Mark Zuckerberg, le CEO du réseau social Facebook, a accordé une interview en milieu de semaine dernière à la chaîne de télévision HBO. Lors de cet entretien, le PDG a réfuté la thèse selon laquelle les algorithmes de Facebook sont conçus pour alimenter des points de vue qui font enrager les utilisateurs de la plateforme sociale.

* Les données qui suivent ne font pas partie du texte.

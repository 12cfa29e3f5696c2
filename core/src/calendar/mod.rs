// matchday/src/calendar/mod.rs

//! Fixture export: iCalendar documents and "add to calendar" links.

pub mod ics;
pub mod links;

pub use ics::{generate_ics, CalendarOptions};
pub use links::{calendar_links, CalendarLinks};

use crate::models::Fixture;

/// Text shown as the event description by every export format.
pub(crate) fn event_description(fixture: &Fixture) -> String {
  let mut parts = Vec::new();
  if let Some(competition) = &fixture.competition {
    parts.push(competition.clone());
  }
  if let Some(venue) = &fixture.venue {
    parts.push(format!("Venue: {venue}"));
  }
  if fixture.has_tickets {
    parts.push("Tickets available online".to_string());
  }
  parts.join("\n")
}
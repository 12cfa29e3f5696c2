// matchday_server/src/services/sanity.rs

//! Content store backed by the Sanity HTTP API (GROQ queries + mutations).

use crate::config::SanityConfig;
use async_trait::async_trait;
use chrono::{DateTime, SecondsFormat, Utc};
use matchday::{Booking, ContentStore, Fixture, Reservation, StoreError, StoredDocument};
use reqwest::{Client, RequestBuilder, StatusCode};
use serde::de::DeserializeOwned;
use serde::Deserialize;
use serde_json::{json, Value};
use std::time::Duration;
use tracing::{debug, instrument, warn};

/// Revision conflicts tolerated by one reservation before giving up.
pub const MAX_RESERVE_ATTEMPTS: usize = 3;

const FIXTURE_PROJECTION: &str =
  "{_id, homeTeam, awayTeam, competition, date, venue, hasTickets, ticketAvailability}";

#[derive(Debug, Deserialize)]
struct QueryResponse<T> {
  result: T,
}

#[derive(Debug, Deserialize)]
struct MutateResponse {
  #[serde(default)]
  results: Vec<MutateResult>,
}

#[derive(Debug, Deserialize)]
struct MutateResult {
  id: String,
}

/// The fields a reservation needs, plus the revision it is conditioned on.
#[derive(Debug, Deserialize)]
#[serde(rename_all = "camelCase")]
struct InventorySnapshot {
  #[serde(rename = "_rev")]
  rev: String,
  #[serde(default)]
  has_tickets: bool,
  #[serde(default)]
  ticket_availability: Option<i64>,
}

impl InventorySnapshot {
  fn availability(&self) -> u32 {
    u32::try_from(self.ticket_availability.unwrap_or(0).max(0)).unwrap_or(u32::MAX)
  }
}

#[derive(Clone)]
pub struct SanityStore {
  client: Client,
  base_url: String,
  dataset: String,
  token: Option<String>,
}

impl std::fmt::Debug for SanityStore {
  fn fmt(&self, f: &mut std::fmt::Formatter<'_>) -> std::fmt::Result {
    f.debug_struct("SanityStore")
      .field("base_url", &self.base_url)
      .field("dataset", &self.dataset)
      .field("writable", &self.token.is_some())
      .finish()
  }
}

impl SanityStore {
  pub fn new(config: &SanityConfig, timeout: Duration) -> Result<Self, StoreError> {
    let client = Client::builder()
      .timeout(timeout)
      .build()
      .map_err(|e| StoreError::Transport(e.to_string()))?;
    let host = config
      .api_base
      .clone()
      .unwrap_or_else(|| format!("https://{}.api.sanity.io", config.project_id));

    Ok(Self {
      client,
      base_url: format!("{}/v{}", host.trim_end_matches('/'), config.api_version.trim_start_matches('v')),
      dataset: config.dataset.clone(),
      token: config.api_token.clone(),
    })
  }

  fn authorized(&self, request: RequestBuilder) -> RequestBuilder {
    match &self.token {
      Some(token) => request.bearer_auth(token),
      None => request,
    }
  }

  async fn query<T: DeserializeOwned>(&self, groq: &str, params: &[(&str, Value)]) -> Result<T, StoreError> {
    let mut query: Vec<(String, String)> = vec![("query".to_string(), groq.to_string())];
    for (name, value) in params {
      query.push((format!("${}", name), value.to_string()));
    }

    let request = self
      .client
      .get(format!("{}/data/query/{}", self.base_url, self.dataset))
      .query(&query);
    let response = self
      .authorized(request)
      .send()
      .await
      .map_err(|e| StoreError::Transport(e.to_string()))?;

    let status = response.status();
    if !status.is_success() {
      let message = response.text().await.unwrap_or_default();
      return Err(StoreError::Api {
        status: status.as_u16(),
        message,
      });
    }
    let body: QueryResponse<T> = response.json().await.map_err(|e| StoreError::Decode(e.to_string()))?;
    Ok(body.result)
  }

  /// Sends one transaction. A 409 comes back as `Ok(None)` so callers can retry.
  async fn mutate(&self, mutations: Value) -> Result<Option<MutateResponse>, StoreError> {
    let token = self.token.as_deref().ok_or(StoreError::MissingWriteToken)?;
    let response = self
      .client
      .post(format!("{}/data/mutate/{}", self.base_url, self.dataset))
      .query(&[("returnIds", "true"), ("visibility", "sync")])
      .bearer_auth(token)
      .json(&json!({ "mutations": mutations }))
      .send()
      .await
      .map_err(|e| StoreError::Transport(e.to_string()))?;

    match response.status() {
      StatusCode::CONFLICT => Ok(None),
      status if status.is_success() => response
        .json::<MutateResponse>()
        .await
        .map(Some)
        .map_err(|e| StoreError::Decode(e.to_string())),
      status => {
        let message = response.text().await.unwrap_or_default();
        Err(StoreError::Api {
          status: status.as_u16(),
          message,
        })
      }
    }
  }

  async fn inventory(&self, match_id: &str) -> Result<Option<InventorySnapshot>, StoreError> {
    self
      .query(
        r#"*[_type == "match" && _id == $id][0]{_rev, hasTickets, ticketAvailability}"#,
        &[("id", json!(match_id))],
      )
      .await
  }
}

#[async_trait]
impl ContentStore for SanityStore {
  fn ensure_writable(&self) -> Result<(), StoreError> {
    match self.token {
      Some(_) => Ok(()),
      None => Err(StoreError::MissingWriteToken),
    }
  }

  #[instrument(skip(self))]
  async fn fetch_fixture(&self, id: &str) -> Result<Option<Fixture>, StoreError> {
    let groq = format!(r#"*[_type == "match" && _id == $id][0]{}"#, FIXTURE_PROJECTION);
    self.query(&groq, &[("id", json!(id))]).await
  }

  #[instrument(skip(self))]
  async fn upcoming_fixtures(&self, from: DateTime<Utc>, limit: usize) -> Result<Vec<Fixture>, StoreError> {
    if limit == 0 {
      return Ok(Vec::new());
    }
    let groq = format!(
      r#"*[_type == "match" && dateTime(date) >= dateTime($from)] | order(date asc) [0...{}]{}"#,
      limit, FIXTURE_PROJECTION
    );
    let fixtures: Option<Vec<Fixture>> = self
      .query(&groq, &[("from", json!(from.to_rfc3339_opts(SecondsFormat::Secs, true)))])
      .await?;
    Ok(fixtures.unwrap_or_default())
  }

  #[instrument(skip(self, booking), fields(booking_id = %booking.id))]
  async fn create_booking(&self, booking: &Booking) -> Result<StoredDocument, StoreError> {
    let document = json!({
      "_type": "booking",
      "bookingId": booking.id,
      "match": { "_type": "reference", "_ref": booking.match_id },
      "name": booking.name,
      "email": booking.email,
      "quantity": booking.quantity,
      "status": booking.status.as_str(),
      "createdAt": booking.created_at.to_rfc3339_opts(SecondsFormat::Millis, true),
    });

    let response = self
      .mutate(json!([{ "create": document }]))
      .await?
      .ok_or_else(|| StoreError::Api {
        status: StatusCode::CONFLICT.as_u16(),
        message: "booking create conflicted".to_string(),
      })?;
    let document_id = response
      .results
      .into_iter()
      .next()
      .map(|r| r.id)
      .ok_or_else(|| StoreError::Decode("mutation returned no document id".to_string()))?;
    Ok(StoredDocument { document_id })
  }

  /// Read the revision, then patch guarded by `ifRevisionID`. Another writer
  /// in between makes Sanity answer 409 and the cycle starts again.
  #[instrument(skip(self))]
  async fn reserve_tickets(&self, match_id: &str, quantity: u32) -> Result<Reservation, StoreError> {
    self.ensure_writable()?;

    for attempt in 1..=MAX_RESERVE_ATTEMPTS {
      let Some(snapshot) = self.inventory(match_id).await? else {
        return Ok(Reservation::MatchMissing);
      };
      if !snapshot.has_tickets {
        return Ok(Reservation::TicketingClosed);
      }
      let available = snapshot.availability();
      if available < quantity {
        return Ok(Reservation::Insufficient { available });
      }
      let remaining = available - quantity;

      let patch = json!([{
        "patch": {
          "id": match_id,
          "ifRevisionID": snapshot.rev,
          "set": { "ticketAvailability": remaining }
        }
      }]);
      if self.mutate(patch).await?.is_some() {
        debug!(attempt, remaining, "Availability decremented.");
        return Ok(Reservation::Reserved { remaining });
      }
      warn!(attempt, "Availability changed concurrently; retrying.");
    }

    Err(StoreError::Contention(match_id.to_string()))
  }

  #[instrument(skip(self))]
  async fn release_tickets(&self, match_id: &str, quantity: u32) -> Result<(), StoreError> {
    let patch = json!([{ "patch": { "id": match_id, "inc": { "ticketAvailability": quantity } } }]);
    self
      .mutate(patch)
      .await?
      .map(|_| ())
      .ok_or_else(|| StoreError::Contention(match_id.to_string()))
  }
}
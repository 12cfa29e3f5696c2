// matchday/src/models/booking.rs

use chrono::{DateTime, Utc};
use serde::{Deserialize, Serialize};

#[derive(Debug, Clone, Copy, PartialEq, Eq, Serialize, Deserialize)]
#[serde(rename_all = "lowercase")]
pub enum BookingStatus {
  Confirmed,
  /// Never produced here; cancellations happen in the CMS.
  Cancelled,
}

impl BookingStatus {
  pub fn as_str(&self) -> &'static str {
    match self {
      BookingStatus::Confirmed => "confirmed",
      BookingStatus::Cancelled => "cancelled",
    }
  }
}

/// A ticket purchase. `id` is the customer-facing `TKT-...` reference, not the
/// store's document id.
#[derive(Debug, Clone, PartialEq, Eq, Serialize, Deserialize)]
#[serde(rename_all = "camelCase")]
pub struct Booking {
  pub id: String,
  pub match_id: String,
  pub name: String,
  pub email: String,
  pub quantity: u32,
  pub status: BookingStatus,
  pub created_at: DateTime<Utc>,
}

impl Booking {
  pub fn confirmed(
    id: String,
    match_id: String,
    name: String,
    email: String,
    quantity: u32,
    created_at: DateTime<Utc>,
  ) -> Self {
    Self {
      id,
      match_id,
      name,
      email,
      quantity,
      status: BookingStatus::Confirmed,
      created_at,
    }
  }
}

Récemment, Zac Rogers, un chercheur australien en sécurité numérique, a expliqué que les monopoles des médias sociaux tels que Facebook et Google ont besoin du puissant attrait des forums haineux pour dynamiser leurs algorithmes de marketing.
Les algorithmes de Facebook font leur beurre de la haine
« Nous participons à un système dans lequel l’économie de l’attention est assemblée par un algorithme qui est fondamentalement optimisé pour plus de rage, plus d’extrémisme, plus de violence et plus de haine », a déclaré Rogers, chercheur pour JBC Digital Technology, Security and Governance.
Dans un premier temps, Nick Clegg, vice-président des affaires publiques et de la communication au sein de Facebook, a nié cette accusation.
« Je veux être sans ambigüité : Facebook ne profite pas de la haine », a déclaré Clegg.
Mais les témoignages d’experts contestent cette affirmation. Selon ces derniers, les algorithmes d’auto-apprentissage au cœur des modèles commerciaux des médias sociaux savent que la colère maintient les utilisateurs sur le site plus longtemps.
« Un contenu modéré et des émotions positives, malheureusement, ne propulsent pas l’information autant que la rage. C’est un fait de la nature humaine », explique Rogers. « Les algorithmes d’intelligence artificielle l’ont appris. Et, en l’absence d’éthique, ils se sont affinés pour l’exploiter. »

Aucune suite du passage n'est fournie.